Action item
Go through the entries below and tally the lines holding "format"; please reply with the number only.

►

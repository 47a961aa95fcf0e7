/// Request extractors with JSON error bodies
///
/// Axum's own `Json` and `Path` reject with plain text. These wrappers run
/// the same extraction and turn the rejection into an [`ApiError`], so a
/// malformed body or path parameter gets the usual `{ error, message }`
/// shape.
///
/// ```
/// use reviewdesk_api::extract::{ApiJson, ApiPath};
/// use serde::Deserialize;
/// use uuid::Uuid;
///
/// #[derive(Deserialize)]
/// struct Rename {
///     name: String,
/// }
///
/// async fn handler(ApiPath(id): ApiPath<Uuid>, ApiJson(body): ApiJson<Rename>) -> String {
///     format!("{} -> {}", id, body.name)
/// }
/// ```

use axum::extract::{FromRequest, FromRequestParts};

use crate::error::ApiError;

/// JSON body extractor
#[derive(Debug, FromRequest)]
#[from_request(via(axum::Json), rejection(ApiError))]
pub struct ApiJson<T>(pub T);

/// Path parameter extractor
#[derive(Debug, FromRequestParts)]
#[from_request(via(axum::extract::Path), rejection(ApiError))]
pub struct ApiPath<T>(pub T);
//! # ReviewDesk API Server
//!
//! Serves the account-scoped API. Every privileged route passes through the
//! authorization resolver before its handler runs.
//!
//! ## Usage
//!
//! ```bash
//! cargo run -p reviewdesk-api
//! ```

use std::sync::Arc;

use anyhow::Context;
use reviewdesk_api::{
    app::{build_router, identity_verifier, AppState},
    config::Config,
};
use reviewdesk_shared::{
    db::{
        migrations::run_migrations,
        pool::{create_pool, DatabaseConfig},
    },
    store::postgres::PgStore,
};
use tracing_subscriber::{layer::SubscriberExt, util::SubscriberInitExt};

#[tokio::main]
async fn main() -> anyhow::Result<()> {
    // Initialize tracing
    tracing_subscriber::registry()
        .with(
            tracing_subscriber::EnvFilter::try_from_default_env().unwrap_or_else(|_| {
                "reviewdesk_api=debug,reviewdesk_shared=debug,tower_http=debug".into()
            }),
        )
        .with(tracing_subscriber::fmt::layer())
        .init();

    tracing::info!(
        "ReviewDesk API Server v{} starting...",
        env!("CARGO_PKG_VERSION")
    );

    let config = Config::from_env().context("Failed to load configuration")?;

    if !config.api.production && config.cron.secret.is_none() {
        tracing::warn!("CRON_SECRET_TOKEN is not set; all cron requests will be refused");
    }

    let pool = create_pool(DatabaseConfig {
        url: config.database.url.clone(),
        max_connections: config.database.max_connections,
        ..Default::default()
    })
    .await
    .context("Failed to connect to database")?;

    run_migrations(&pool)
        .await
        .context("Failed to run database migrations")?;

    let identity = identity_verifier(&config)?;
    let bind_address = config.bind_address();

    let state = AppState::new(Arc::new(PgStore::new(pool)), identity, config);
    let app = build_router(state);

    let listener = tokio::net::TcpListener::bind(&bind_address)
        .await
        .with_context(|| format!("Failed to bind {}", bind_address))?;

    tracing::info!("Server listening on http://{}", bind_address);

    axum::serve(listener, app)
        .with_graceful_shutdown(shutdown_signal())
        .await?;

    tracing::info!("Server stopped");
    Ok(())
}

async fn shutdown_signal() {
    wait_for_shutdown(tokio::signal::ctrl_c()).await
}

/// Resolves once `signal` fires. A signal that cannot be installed never
/// triggers shutdown; the server keeps running until it is killed.
async fn wait_for_shutdown<F>(signal: F)
where
    F: std::future::Future<Output = std::io::Result<()>>,
{
    if let Err(e) = signal.await {
        tracing::error!("Failed to listen for shutdown signal: {}", e);
        std::future::pending::<()>().await;
    }
    tracing::info!("Shutdown signal received, draining connections...");
}
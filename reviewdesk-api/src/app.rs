/// Application state and router builder
///
/// This module defines the shared application state and provides
/// a function to build the Axum router with all routes and middleware.
///
/// # Example
///
/// ```no_run
/// use reviewdesk_api::{app::{build_router, identity_verifier, AppState}, config::Config};
/// use reviewdesk_shared::{db::pool::{create_pool, DatabaseConfig}, store::postgres::PgStore};
/// use std::sync::Arc;
///
/// # async fn example() -> anyhow::Result<()> {
/// let config = Config::from_env()?;
/// let pool = create_pool(DatabaseConfig {
///     url: config.database.url.clone(),
///     ..Default::default()
/// })
/// .await?;
/// let identity = identity_verifier(&config)?;
/// let state = AppState::new(Arc::new(PgStore::new(pool)), identity, config);
/// let app = build_router(state);
/// # Ok(())
/// # }
/// ```

use crate::{config::{Config, IdentityProvider}, middleware::security::SecurityHeadersLayer};
use axum::{
    http::{header, HeaderName, HeaderValue, Method},
    middleware::from_fn_with_state,
    routing::{get, patch, post},
    Router,
};
use reviewdesk_shared::{
    auth::{
        audit::AuditSink,
        identity::IdentityVerifier,
        jwt::JwtIdentityVerifier,
        remote::RemoteIdentityVerifier,
        resolver::{AuthResolver, ResolverSettings},
        side_channel::{CronAuthorizer, HmacSha256Verifier, WebhookAuthorizer, WebhookSignatureVerifier},
        tenant::SELECTED_ACCOUNT_HEADER,
    },
    store::{AccountStore, AdminLookup, AuditStore, DefaultAccountLookup},
};
use std::{sync::Arc, time::Duration};
use tower_http::{
    cors::CorsLayer,
    trace::{DefaultMakeSpan, DefaultOnResponse, TraceLayer},
};
use tracing::Level;

/// Timeout for calls to the identity service
const IDENTITY_TIMEOUT: Duration = Duration::from_secs(5);

/// Shared application state
///
/// This is cloned for each request handler via Axum's `State` extractor.
/// Every field is behind an `Arc`, so cloning is cheap.
#[derive(Clone)]
pub struct AppState {
    /// Composed authorization pipeline
    pub resolver: Arc<AuthResolver>,

    /// Account and membership store
    pub accounts: Arc<dyn AccountStore>,

    /// Audit trail, for retention pruning
    pub audit: Arc<dyn AuditStore>,

    /// Scheduled-job gate
    pub cron: CronAuthorizer,

    /// Inbound webhook gate
    pub webhooks: WebhookAuthorizer,

    /// Application configuration
    pub config: Arc<Config>,
}

impl AppState {
    /// Creates application state over a single store implementing every trait
    pub fn new<S>(store: Arc<S>, identity: Arc<dyn IdentityVerifier>, config: Config) -> Self
    where
        S: AccountStore + DefaultAccountLookup + AdminLookup + AuditStore + 'static,
    {
        let resolver = AuthResolver::new(
            identity,
            store.clone(),
            store.clone(),
            store.clone(),
            AuditSink::new(store.clone()),
            ResolverSettings {
                session_cookie: config.identity.session_cookie.clone(),
                grace_period: config.tenancy.grace_period,
            },
        );

        let signature_verifier = config.webhooks.signing_secret.as_ref().map(|secret| {
            Arc::new(HmacSha256Verifier::new(secret.as_bytes())) as Arc<dyn WebhookSignatureVerifier>
        });

        Self {
            resolver: Arc::new(resolver),
            accounts: store.clone(),
            audit: store,
            cron: CronAuthorizer::new(config.cron.secret.clone()),
            webhooks: WebhookAuthorizer::new(
                config.webhooks.signature_header.clone(),
                signature_verifier,
            ),
            config: Arc::new(config),
        }
    }
}

/// Builds the identity verifier selected by configuration
///
/// # Errors
///
/// Returns an error if the remote verifier's HTTP client cannot be built
pub fn identity_verifier(config: &Config) -> anyhow::Result<Arc<dyn IdentityVerifier>> {
    let verifier: Arc<dyn IdentityVerifier> = match &config.identity.provider {
        IdentityProvider::Jwt { secret, audience } => {
            Arc::new(JwtIdentityVerifier::with_audience(secret, audience))
        }
        IdentityProvider::Remote { url, service_key } => {
            Arc::new(RemoteIdentityVerifier::new(url, service_key, IDENTITY_TIMEOUT)?)
        }
    };

    Ok(verifier)
}

/// Builds the complete Axum router with all routes and middleware
///
/// # Architecture
///
/// ```text
/// /
/// ├── /health                              # Store connectivity (public)
/// └── /v1/
///     ├── GET /me                          # Verified user
///     ├── /account                         # Verified user + resolved account
///     │   ├── GET    /
///     │   ├── GET    /members
///     │   ├── PATCH  /members/:user_id     # Owner only
///     │   └── DELETE /members/:user_id     # Owner only
///     ├── /admin                           # Platform admin
///     │   └── GET    /accounts/:account_id
///     ├── /cron                            # Shared secret
///     │   └── POST   /audit-retention
///     └── /webhooks                        # Signature
///         └── POST   /billing
/// ```
///
/// # Middleware Stack
///
/// Applied in order (bottom to top):
/// 1. Security headers
/// 2. CORS (tower-http CorsLayer)
/// 3. Logging (tower-http TraceLayer)
/// 4. Authorization (per-route basis)
pub fn build_router(state: AppState) -> Router {
    use crate::middleware::auth;
    use crate::routes;

    // Health check (public, no auth)
    let health_routes = Router::new().route("/health", get(routes::health::health_check));

    let me_routes = Router::new()
        .route("/me", get(routes::me::current_user))
        .layer(from_fn_with_state(state.clone(), auth::user_access));

    let account_routes = Router::new()
        .route("/", get(routes::account::get_account))
        .route("/members", get(routes::members::list_members))
        .layer(from_fn_with_state(state.clone(), auth::account_access));

    // Owner-only, recorded in the audit trail
    let member_management_routes = Router::new()
        .route(
            "/members/:user_id",
            patch(routes::members::update_member_role).delete(routes::members::remove_member),
        )
        .layer(from_fn_with_state(state.clone(), auth::owner_access));

    let admin_routes = Router::new()
        .route("/accounts/:account_id", get(routes::admin::get_account))
        .layer(from_fn_with_state(state.clone(), auth::admin_access));

    let cron_routes = Router::new()
        .route("/audit-retention", post(routes::cron::prune_audit_logs))
        .layer(from_fn_with_state(state.clone(), auth::cron_access));

    let webhook_routes = Router::new().route("/billing", post(routes::webhooks::billing_webhook));

    let v1_routes = Router::new()
        .merge(me_routes)
        .nest("/account", account_routes.merge(member_management_routes))
        .nest("/admin", admin_routes)
        .nest("/cron", cron_routes)
        .nest("/webhooks", webhook_routes);

    // Configure CORS based on environment
    let cors = if state.config.api.cors_origins.iter().any(|o| o == "*") {
        // Development mode: permissive CORS
        CorsLayer::permissive()
    } else {
        let origins: Vec<HeaderValue> = state
            .config
            .api
            .cors_origins
            .iter()
            .filter_map(|origin| origin.parse().ok())
            .collect();

        CorsLayer::new()
            .allow_origin(origins)
            .allow_methods([
                Method::GET,
                Method::POST,
                Method::PATCH,
                Method::DELETE,
                Method::OPTIONS,
            ])
            .allow_headers([
                header::AUTHORIZATION,
                header::CONTENT_TYPE,
                HeaderName::from_static(SELECTED_ACCOUNT_HEADER),
            ])
            .allow_credentials(true)
            .max_age(Duration::from_secs(3600))
    };

    let production = state.config.api.production;

    Router::new()
        .merge(health_routes)
        .nest("/v1", v1_routes)
        .layer(
            TraceLayer::new_for_http()
                .make_span_with(DefaultMakeSpan::new().level(Level::INFO))
                .on_response(DefaultOnResponse::new().level(Level::INFO)),
        )
        .layer(cors)
        .layer(SecurityHeadersLayer::new(production))
        .with_state(state)
}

◄

Output of the exercise
2